> _Exercise instructions_
From the top of the records below, return each line exactly, ending with the line that contains "pub enum ValueExpression".

=== Input for this task ===

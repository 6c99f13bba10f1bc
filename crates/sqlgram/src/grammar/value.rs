//! Value expression productions.
//!
//! The nesting follows SQL-92: a value expression is either common (numeric,
//! string, datetime, interval), boolean, or a row value. Untyped primaries
//! (columns, literals, aggregates, scalar subqueries) are carried as the row
//! value special case until a typed position asks for them.

use super::boolean::BooleanValueExpression;
use super::function::{AggregateFunction, StringValueFunction};
use super::query::Subquery;
use crate::meta::RelationRef;
use crate::value::Value;

#[derive(Debug, Clone, PartialEq)]
pub enum ValueExpression {
    Common(CommonValueExpression),
    Boolean(Box<BooleanValueExpression>),
    Row(RowValueExpression),
}

#[derive(Debug, Clone, PartialEq)]
pub enum CommonValueExpression {
    Numeric(NumericValueExpression),
    String(StringValueExpression),
    Datetime(DatetimeValueExpression),
    Interval(IntervalValueExpression),
}

/// `<numeric value expression> ::= <term> | <nve> + <term> | <nve> - <term>`
#[derive(Debug, Clone, PartialEq)]
pub enum NumericValueExpression {
    Term(NumericTerm),
    Add(Box<NumericValueExpression>, NumericTerm),
    Subtract(Box<NumericValueExpression>, NumericTerm),
}

/// `<term> ::= <factor> | <term> * <factor> | <term> / <factor>`
#[derive(Debug, Clone, PartialEq)]
pub enum NumericTerm {
    Factor(NumericFactor),
    Multiply(Box<NumericTerm>, NumericFactor),
    Divide(Box<NumericTerm>, NumericFactor),
}

#[derive(Debug, Clone, Copy, PartialEq, Eq)]
pub enum Sign {
    Plus,
    Minus,
}

/// `<factor> ::= [ <sign> ] <numeric primary>`
#[derive(Debug, Clone, PartialEq)]
pub struct NumericFactor {
    pub sign: Option<Sign>,
    pub primary: NonParenthesizedValueExpressionPrimary,
}

#[derive(Debug, Clone, PartialEq)]
pub enum StringValueExpression {
    Character(CharacterValueExpression),
}

#[derive(Debug, Clone, PartialEq)]
pub enum CharacterValueExpression {
    Primary(NonParenthesizedValueExpressionPrimary),
    Function(Box<StringValueFunction>),
}

#[derive(Debug, Clone, PartialEq)]
pub enum DatetimeValueExpression {
    Primary(NonParenthesizedValueExpressionPrimary),
    Function(DatetimeValueFunction),
}

#[derive(Debug, Clone, Copy, PartialEq, Eq)]
pub enum DatetimeValueFunction {
    CurrentDate,
    CurrentTime,
    CurrentTimestamp,
}

#[derive(Debug, Clone, PartialEq)]
pub enum IntervalValueExpression {
    Primary(NonParenthesizedValueExpressionPrimary),
}

#[derive(Debug, Clone, PartialEq)]
pub enum RowValueExpression {
    Primary(NonParenthesizedValueExpressionPrimary),
    /// `(v1, v2, ...)`
    Constructor(Vec<ValueExpression>),
}

/// Operand of a comparison, BETWEEN, IN or NULL predicate.
#[derive(Debug, Clone, PartialEq)]
pub enum RowValuePredicand {
    Primary(NonParenthesizedValueExpressionPrimary),
    Common(CommonValueExpression),
}

/// Aggregates appear in value positions through this production.
pub type SetFunctionSpecification = AggregateFunction;

#[derive(Debug, Clone, PartialEq)]
pub enum NonParenthesizedValueExpressionPrimary {
    UnsignedValue(UnsignedValueSpecification),
    ColumnReference(ColumnReference),
    SetFunction(SetFunctionSpecification),
    ScalarSubquery(Subquery),
    Parenthesized(Box<ValueExpression>),
}

#[derive(Debug, Clone, PartialEq)]
pub enum UnsignedValueSpecification {
    Numeric(UnsignedNumericLiteral),
    General(GeneralLiteral),
}

/// Unsigned integer or non-negative float; always bound as a parameter.
#[derive(Debug, Clone, PartialEq)]
pub struct UnsignedNumericLiteral(pub Value);

/// Character, truth value, binary and typed literals; bound as a parameter.
#[derive(Debug, Clone, PartialEq)]
pub struct GeneralLiteral(pub Value);

#[derive(Debug, Clone, PartialEq, Eq, Default)]
pub struct IdentifierChain(pub Vec<String>);

impl IdentifierChain {
    pub fn segments(&self) -> &[String] {
        &self.0
    }

    pub fn last(&self) -> Option<&str> {
        self.0.last().map(String::as_str)
    }
}

/// An alias attached to a table or column reference.
#[derive(Debug, Clone, PartialEq, Eq)]
pub struct Correlation {
    pub name: String,
}

impl Correlation {
    pub fn new(name: impl Into<String>) -> Self {
        Self { name: name.into() }
    }
}

#[derive(Debug, Clone, PartialEq)]
pub struct ColumnReference {
    pub chain: IdentifierChain,
    /// Projection alias, rendered in SELECT list positions only.
    pub correlation: Option<Correlation>,
    /// Relation the chain resolves to; never rendered.
    pub source: Option<RelationRef>,
}

impl ColumnReference {
    pub fn new(chain: impl IntoIterator<Item = impl Into<String>>) -> Self {
        Self {
            chain: IdentifierChain(chain.into_iter().map(Into::into).collect()),
            correlation: None,
            source: None,
        }
    }
}

impl UnsignedValueSpecification {
    /// Literal for a non-negative value. Negative numbers must go through
    /// [`NumericValueExpression::negative_literal`].
    pub fn literal(value: Value) -> Self {
        if value.is_numeric() {
            UnsignedValueSpecification::Numeric(UnsignedNumericLiteral(value))
        } else {
            UnsignedValueSpecification::General(GeneralLiteral(value))
        }
    }

    pub fn value(&self) -> &Value {
        match self {
            UnsignedValueSpecification::Numeric(UnsignedNumericLiteral(v))
            | UnsignedValueSpecification::General(GeneralLiteral(v)) => v,
        }
    }
}

impl NonParenthesizedValueExpressionPrimary {
    /// Wrap any value expression in parentheses, unwrapping trivial nestings.
    pub fn parenthesized(value: ValueExpression) -> Self {
        match value {
            ValueExpression::Row(RowValueExpression::Primary(p)) => p,
            other => NonParenthesizedValueExpressionPrimary::Parenthesized(Box::new(other)),
        }
    }
}

impl NumericValueExpression {
    /// `-<literal>` for a negative number; `None` when the value is not negative.
    pub fn negative_literal(value: &Value) -> Option<Self> {
        let magnitude = value.negated()?;
        Some(NumericValueExpression::Term(NumericTerm::Factor(NumericFactor {
            sign: Some(Sign::Minus),
            primary: NonParenthesizedValueExpressionPrimary::UnsignedValue(
                UnsignedValueSpecification::literal(magnitude),
            ),
        })))
    }

    /// Narrow to a term, parenthesizing additive forms.
    pub fn into_term(self) -> NumericTerm {
        match self {
            NumericValueExpression::Term(t) => t,
            other => NumericTerm::Factor(NumericFactor::from(
                NonParenthesizedValueExpressionPrimary::Parenthesized(Box::new(
                    ValueExpression::Common(CommonValueExpression::Numeric(other)),
                )),
            )),
        }
    }
}

impl NumericTerm {
    /// Narrow to a factor, parenthesizing multiplicative forms.
    pub fn into_factor(self) -> NumericFactor {
        match self {
            NumericTerm::Factor(f) => f,
            other => NumericFactor::from(NonParenthesizedValueExpressionPrimary::Parenthesized(
                Box::new(ValueExpression::Common(CommonValueExpression::Numeric(
                    NumericValueExpression::Term(other),
                ))),
            )),
        }
    }
}

impl From<NonParenthesizedValueExpressionPrimary> for NumericFactor {
    fn from(primary: NonParenthesizedValueExpressionPrimary) -> Self {
        NumericFactor {
            sign: None,
            primary,
        }
    }
}

impl From<NumericFactor> for NumericTerm {
    fn from(factor: NumericFactor) -> Self {
        NumericTerm::Factor(factor)
    }
}

impl From<NumericTerm> for NumericValueExpression {
    fn from(term: NumericTerm) -> Self {
        NumericValueExpression::Term(term)
    }
}

impl From<NumericFactor> for NumericValueExpression {
    fn from(factor: NumericFactor) -> Self {
        NumericValueExpression::Term(NumericTerm::Factor(factor))
    }
}

impl From<NonParenthesizedValueExpressionPrimary> for NumericValueExpression {
    fn from(primary: NonParenthesizedValueExpressionPrimary) -> Self {
        NumericFactor::from(primary).into()
    }
}

impl From<StringValueFunction> for CharacterValueExpression {
    fn from(function: StringValueFunction) -> Self {
        CharacterValueExpression::Function(Box::new(function))
    }
}

impl From<NumericValueExpression> for CommonValueExpression {
    fn from(v: NumericValueExpression) -> Self {
        CommonValueExpression::Numeric(v)
    }
}

impl From<CharacterValueExpression> for CommonValueExpression {
    fn from(v: CharacterValueExpression) -> Self {
        CommonValueExpression::String(StringValueExpression::Character(v))
    }
}

impl From<DatetimeValueExpression> for CommonValueExpression {
    fn from(v: DatetimeValueExpression) -> Self {
        CommonValueExpression::Datetime(v)
    }
}

impl From<IntervalValueExpression> for CommonValueExpression {
    fn from(v: IntervalValueExpression) -> Self {
        CommonValueExpression::Interval(v)
    }
}

impl From<CommonValueExpression> for ValueExpression {
    fn from(v: CommonValueExpression) -> Self {
        ValueExpression::Common(v)
    }
}

impl From<BooleanValueExpression> for ValueExpression {
    fn from(v: BooleanValueExpression) -> Self {
        ValueExpression::Boolean(Box::new(v))
    }
}

impl From<RowValueExpression> for ValueExpression {
    fn from(v: RowValueExpression) -> Self {
        ValueExpression::Row(v)
    }
}

impl From<NonParenthesizedValueExpressionPrimary> for ValueExpression {
    fn from(v: NonParenthesizedValueExpressionPrimary) -> Self {
        ValueExpression::Row(RowValueExpression::Primary(v))
    }
}

impl From<RowValuePredicand> for ValueExpression {
    fn from(v: RowValuePredicand) -> Self {
        match v {
            RowValuePredicand::Primary(p) => p.into(),
            RowValuePredicand::Common(c) => c.into(),
        }
    }
}

#[cfg(test)]
mod tests {
    use super::*;

    fn literal(v: impl Into<Value>) -> NonParenthesizedValueExpressionPrimary {
        NonParenthesizedValueExpressionPrimary::UnsignedValue(UnsignedValueSpecification::literal(
            v.into(),
        ))
    }

    #[test]
    fn literal_kinds() {
        assert!(matches!(
            UnsignedValueSpecification::literal(Value::from(1)),
            UnsignedValueSpecification::Numeric(_)
        ));
        assert!(matches!(
            UnsignedValueSpecification::literal(Value::from("a")),
            UnsignedValueSpecification::General(_)
        ));
        assert!(matches!(
            UnsignedValueSpecification::literal(Value::from(true)),
            UnsignedValueSpecification::General(_)
        ));
    }

    #[test]
    fn negative_literal_is_signed_unsigned() {
        let nve = NumericValueExpression::negative_literal(&Value::from(-3)).unwrap();
        let NumericValueExpression::Term(NumericTerm::Factor(factor)) = nve else {
            panic!("expected factor");
        };
        assert_eq!(factor.sign, Some(Sign::Minus));
        assert_eq!(factor.primary, literal(3u64));
        assert!(NumericValueExpression::negative_literal(&Value::from(3)).is_none());
    }

    #[test]
    fn narrowing_parenthesizes_only_compound_forms() {
        let simple = NumericValueExpression::from(literal(1));
        assert!(matches!(simple.into_term(), NumericTerm::Factor(_)));

        let sum = NumericValueExpression::Add(
            Box::new(NumericValueExpression::from(literal(1))),
            NumericTerm::from(NumericFactor::from(literal(2))),
        );
        let factor = sum.into_term().into_factor();
        assert!(matches!(
            factor.primary,
            NonParenthesizedValueExpressionPrimary::Parenthesized(_)
        ));
    }

    #[test]
    fn parenthesized_unwraps_row_primary() {
        let p = literal(1);
        assert_eq!(
            NonParenthesizedValueExpressionPrimary::parenthesized(p.clone().into()),
            p
        );
    }
}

===

> _Solution to this problem_
repository 6c99f13bba10f1bc
filename crates/sqlgram/src/grammar/value.rs
//! Value expression productions.
//!
//! The nesting follows SQL-92: a value expression is either common (numeric,
//! string, datetime, interval), boolean, or a row value. Untyped primaries
//! (columns, literals, aggregates, scalar subqueries) are carried as the row
//! value special case until a typed position asks for them.

use super::boolean::BooleanValueExpression;
use super::function::{AggregateFunction, StringValueFunction};
use super::query::Subquery;
use crate::meta::RelationRef;
use crate::value::Value;

#[derive(Debug, Clone, PartialEq)]
pub enum ValueExpression {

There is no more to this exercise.